Malgré le précédent américain, les opérateurs boursiers n'avaient pas anticipé ce mouvement, ou plutôt avaient considéré que la liquidité de leurs carnets d'ordres les préserverait des attaques. Ils ont donc mis un certain temps à réagir aux modèles tarifaires ingénieux et agressifs des MTF et les opérateurs historiques restent aujourd'hui en moyenne quatre fois plus chers que leurs concurrents. Face à la percée technologique des nouveaux arrivants, en phase avec le développement du trading haute fréquence, ils ont entrepris trop tard d'adapter leurs infrastructures. Enfin, les MTF qu'ils ont eux-mêmes lancés sur le modèle paneuropéen des marchés alternatifs n'ont pas franchi le seuil critique de liquidité, sans doute desservis par leur lien direct avec les marchés historiques.

Aujourd'hui, trois ans après l'application de la directive MIF, les marchés alternatifs font pleinement partie du paysage européen au même titre que leurs aînés.

A leur tête caracole Chi-X, première plate-forme européenne avec 18% des échanges en 2010 juste devant Nyse-Euronext (17,6%), même si le groupe formé du LSE (13,5%), de Borsa Italiana (7,9%) et du MTF Turquoise (3,4%) conserve 24,8% du marché. Le succès de Chi-X tient d'abord à la vision stratégique de son actionnaire fondateur Instinet, qui a su investir avant l'entrée en vigueur de la directive pour démarrer la plate-forme en mars 2007 au Royaume-Uni et en Allemagne et devancer ainsi toute la concurrence. Avec cette avance et une technologie supérieure non seulement à celle des Bourses historiques mais également à celle des autres MTF comme Turquoise, Chi-X n'a eu qu'à ouvrir progressivement son capital aux principales banques pour conserver la première place et parvenir en 2010 à dégager ses premiers bénéfices. BATS Trading, qui a eu un parcours équivalent aux États-Unis depuis son démarrage en 2005, capte aujourd'hui 11% des échanges d'actions outre-Atlantique et 5,7% en Europe. C'est pourquoi Chi-X, très courtisé en 2010, a choisi d'approfondir les négociations avec cet alter ego et partenaire naturel. L'ensemble formé de BATS et Chi-X s'installerait durablement parmi les leaders du secteur, tout en conservant son agilité et sa capacité d'innovation.

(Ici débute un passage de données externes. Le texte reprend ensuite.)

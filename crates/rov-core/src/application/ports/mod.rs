//! Application ports (traits) for external dependencies.
//!
//! In hexagonal architecture, ports define interfaces that the application
//! needs from the outside world. Adapters in `rov-adapters` and the CLI
//! implement these.
//!
//! ## Port Types
//!
//! - **Driven (Output) Ports**: Called by application, implemented by infrastructure
//!   - `Filesystem`: File operations
//!   - `TemplateFetcher`: Template retrieval
//!   - `CommandRunner`: External programs (package manager, compiler)
//!   - `NamePrompt`: Interactive project name question
//!   - `ProgressReporter`: Step progress display

pub mod output;

pub use output::{
    CommandOutput, CommandRunner, DirEntry, EntryKind, Filesystem, NamePrompt,
    ProgressReporter, SilentReporter, TemplateFetcher,
};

Il est donc logique que nos institutions boursières historiques cherchent à se regrouper pour faire face à la fougue de ces concurrents insatiables. Toujours est-il que les enjeux actuels vont bien au-delà des marchés actions européens et américains, et affecteront les acteurs historiques comme les MTF. Tous vont devoir s'adapter à deux phénomènes incontournables : les évolutions réglementaires majeures consécutives à la crise financière de 2007-2008 et la croissance fulgurante des marchés asiatiques. En Europe et aux Etats-Unis, les autorités politiques et réglementaires vont oeuvrer pour plus de transparence et la sécurisation de toutes les opérations financières, sur les marchés organisés ou de gré à gré, en promouvant l'élargissement des règles et pratiques en vigueur sur les actions. Les opportunités sont donc nombreuses pour les infrastructures de marché d'étendre leur champ d'activité ou leur champ géographique. Instinet a de nouveau pris les devants en démarrant le trading des CFD (produits OTC) sur Chi-X Europe, et surtout en développant à travers son groupe Chi-X Global des plates-formes au Japon, à Singapour et bientôt en Australie. Et si le succès se cachait derrière le slogan martelé par BATS : "Making markets better" ?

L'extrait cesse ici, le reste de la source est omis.